A teenager walks through a line of family, friends, teachers and coaches on a soccer field. This police video is a world premiere. With the help of a deepfake video, the Dutch police from Rotterdam are looking for the murderer of Sedar Soares. What's special about the film: the victim herself is looking for the perpetrator.

Attention Deepfake: How artificial intelligence imitates voices in a deceptively real way

Voice cloning was only recently invented, but the technology is already showing impressive results.
It's not just about parodies of celebrities. Friendsurance examines who and how deepfakes help and what danger they pose. Every user already has access to the deepfake software. A deepfake is the deceptively real imitation (faking) of video , audio or photo content . It is the result of manipulation by technology (artificial intelligence, abbreviated as AI).

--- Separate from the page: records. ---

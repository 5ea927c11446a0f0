//! Campaign reporting — revenue totals, model usage, position breakdowns,
//! a day-bucketed time series with trend classification, and ROI.

use std::collections::{BTreeMap, HashMap, HashSet};

use chrono::{DateTime, NaiveDate, Utc};
use serde::{Deserialize, Serialize};

use attribution_core::types::RevenueAttribution;

/// Heuristic direction of a campaign's attributed revenue over the period.
#[derive(Debug, Clone, Copy, PartialEq, Eq, Serialize, Deserialize)]
#[serde(rename_all = "snake_case")]
pub enum Trend {
    Increasing,
    Decreasing,
    InsufficientData,
}

/// One day of attributed revenue for a campaign.
#[derive(Debug, Clone, Serialize, Deserialize)]
pub struct DailyRevenuePoint {
    pub date: NaiveDate,
    pub revenue: f64,
    pub conversions: u64,
}

/// Revenue split by where in the journey the campaign's touchpoints sat.
#[derive(Debug, Clone, Default, Serialize, Deserialize)]
pub struct PositionBreakdown {
    pub first_touch_revenue: f64,
    pub middle_revenue: f64,
    pub last_touch_revenue: f64,
}

#[derive(Debug, Clone, Serialize, Deserialize)]
pub struct CampaignReport {
    pub campaign_id: String,
    pub start: DateTime<Utc>,
    pub end: DateTime<Utc>,
    pub total_attributed_revenue: f64,
    /// Distinct conversions with at least one touchpoint in this campaign.
    pub unique_conversions: u64,
    pub avg_conversion_value: f64,
    /// Attribution record count per model key.
    pub model_usage: HashMap<String, u64>,
    pub position_breakdown: PositionBreakdown,
    pub time_series: Vec<DailyRevenuePoint>,
    pub trend: Trend,
    pub campaign_cost: f64,
    /// (revenue − cost) / cost × 100; 0 when cost is unknown.
    pub roi_percent: f64,
    pub message: Option<String>,
    pub generated_at: DateTime<Utc>,
}

impl CampaignReport {
    pub(crate) fn empty(campaign_id: &str, start: DateTime<Utc>, end: DateTime<Utc>) -> Self {
        Self {
            campaign_id: campaign_id.to_string(),
            start,
            end,
            total_attributed_revenue: 0.0,
            unique_conversions: 0,
            avg_conversion_value: 0.0,
            model_usage: HashMap::new(),
            position_breakdown: PositionBreakdown::default(),
            time_series: vec![],
            trend: Trend::InsufficientData,
            campaign_cost: 0.0,
            roi_percent: 0.0,
            message: Some("no data".to_string()),
            generated_at: Utc::now(),
        }
    }
}

/// Build a campaign report from recorded attributions. `campaign_cost` comes
/// from the external cost lookup; 0 means unknown.
pub(crate) fn build_report(
    campaign_id: &str,
    start: DateTime<Utc>,
    end: DateTime<Utc>,
    records: &[RevenueAttribution],
    campaign_cost: f64,
) -> CampaignReport {
    let mut total_revenue = 0.0;
    let mut touched: HashSet<&str> = HashSet::new();
    let mut conversion_values: Vec<f64> = Vec::new();
    let mut model_usage: HashMap<String, u64> = HashMap::new();
    let mut positions = PositionBreakdown::default();
    let mut daily: BTreeMap<NaiveDate, (f64, u64)> = BTreeMap::new();

    for record in records {
        let children: Vec<_> = record
            .touchpoint_attributions
            .iter()
            .filter(|t| t.campaign_id.as_deref() == Some(campaign_id))
            .collect();
        if children.is_empty() {
            continue;
        }

        let journey_len = record.journey_summary.touchpoint_count as u32;
        let mut campaign_revenue = 0.0;
        for child in &children {
            campaign_revenue += child.attributed_revenue;
            if child.position_in_journey == 1 {
                positions.first_touch_revenue += child.attributed_revenue;
            } else if child.position_in_journey == journey_len {
                positions.last_touch_revenue += child.attributed_revenue;
            } else {
                positions.middle_revenue += child.attributed_revenue;
            }
        }

        total_revenue += campaign_revenue;
        if touched.insert(record.conversion_id.as_str()) {
            conversion_values.push(record.conversion_value);
        }
        *model_usage.entry(record.model_key.clone()).or_insert(0) += 1;

        let day = record.conversion_date.date_naive();
        let entry = daily.entry(day).or_insert((0.0, 0));
        entry.0 += campaign_revenue;
        entry.1 += 1;
    }

    if touched.is_empty() {
        return CampaignReport::empty(campaign_id, start, end);
    }

    let time_series: Vec<DailyRevenuePoint> = daily
        .into_iter()
        .map(|(date, (revenue, conversions))| DailyRevenuePoint {
            date,
            revenue,
            conversions,
        })
        .collect();

    let avg_conversion_value =
        conversion_values.iter().sum::<f64>() / conversion_values.len() as f64;
    let roi_percent = if campaign_cost > 0.0 {
        (total_revenue - campaign_cost) / campaign_cost * 100.0
    } else {
        0.0
    };

    CampaignReport {
        campaign_id: campaign_id.to_string(),
        start,
        end,
        total_attributed_revenue: total_revenue,
        unique_conversions: touched.len() as u64,
        avg_conversion_value,
        model_usage,
        position_breakdown: positions,
        trend: classify_trend(&time_series),
        time_series,
        campaign_cost,
        roi_percent,
        message: None,
        generated_at: Utc::now(),
    }
}

/// Increasing when the second half of the day-sorted series out-earns the
/// first half; fewer than two distinct days is insufficient data.
fn classify_trend(series: &[DailyRevenuePoint]) -> Trend {
    if series.len() < 2 {
        return Trend::InsufficientData;
    }
    let mid = series.len() / 2;
    let first_half: f64 = series[..mid].iter().map(|p| p.revenue).sum();
    let second_half: f64 = series[mid..].iter().map(|p| p.revenue).sum();
    if second_half > first_half {
        Trend::Increasing
    } else {
        Trend::Decreasing
    }
}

Ian Goodfellow, director of machine learning at Apple's Special Projects Group, coined the term "deepfake" in 2014 when he was a student at Stanford University. The term was created from a combination of the first part of “ Deep Learning ” and the word “ Fake ”.

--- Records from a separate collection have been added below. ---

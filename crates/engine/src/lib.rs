//! Revenue attribution engine — decides how much of each conversion's
//! revenue to credit to the marketing touchpoints that preceded it.

pub mod calculator;
pub mod confidence;
pub mod journey;
pub mod providers;
pub mod recorder;
pub mod registry;
pub mod service;

pub use providers::{
    CampaignCostProvider, MemoryTouchpointStore, RawPlatformEvent, StaticCostProvider,
    TouchpointProvider,
};
pub use recorder::{AttributionStore, MemoryAttributionStore, Recorder};
pub use registry::{ModelRef, ModelRegistry};
pub use service::AttributionEngine;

Deepfake develops a generative and adversarial algorithm. Like a human, he learns from his own mistakes, as if he were competing with himself. The system “scolds” the algorithm for errors and “rewards” it for correct action until it produces the most accurate fake.

AI technology advances, deepfake creation is becoming increasingly easier. To create a voice clone , all you have to do is record your voice for a certain amount of time without any dropouts or other disruptions. Then the file is sent for processing to a company offering such a service or uploaded to a special program by the speaker himself. Several startups already offer such services: Resemble, Descript, CereVoice Me and others.

A few years ago, realistic deepfakes were created by recording a person's voice, breaking down their speech into individual sounds, and then combining them into new words. Today, neural networks can be trained with a set of speech data of any quality and volume. Thanks to the adversarial principle, a neural network can recognize real human speech faster and more accurately. While it previously required dozens or even hundreds of hours of audio, realistic voices can now be created from just a few minutes of audio. The companies want to market the technology and are already offering it for some applications.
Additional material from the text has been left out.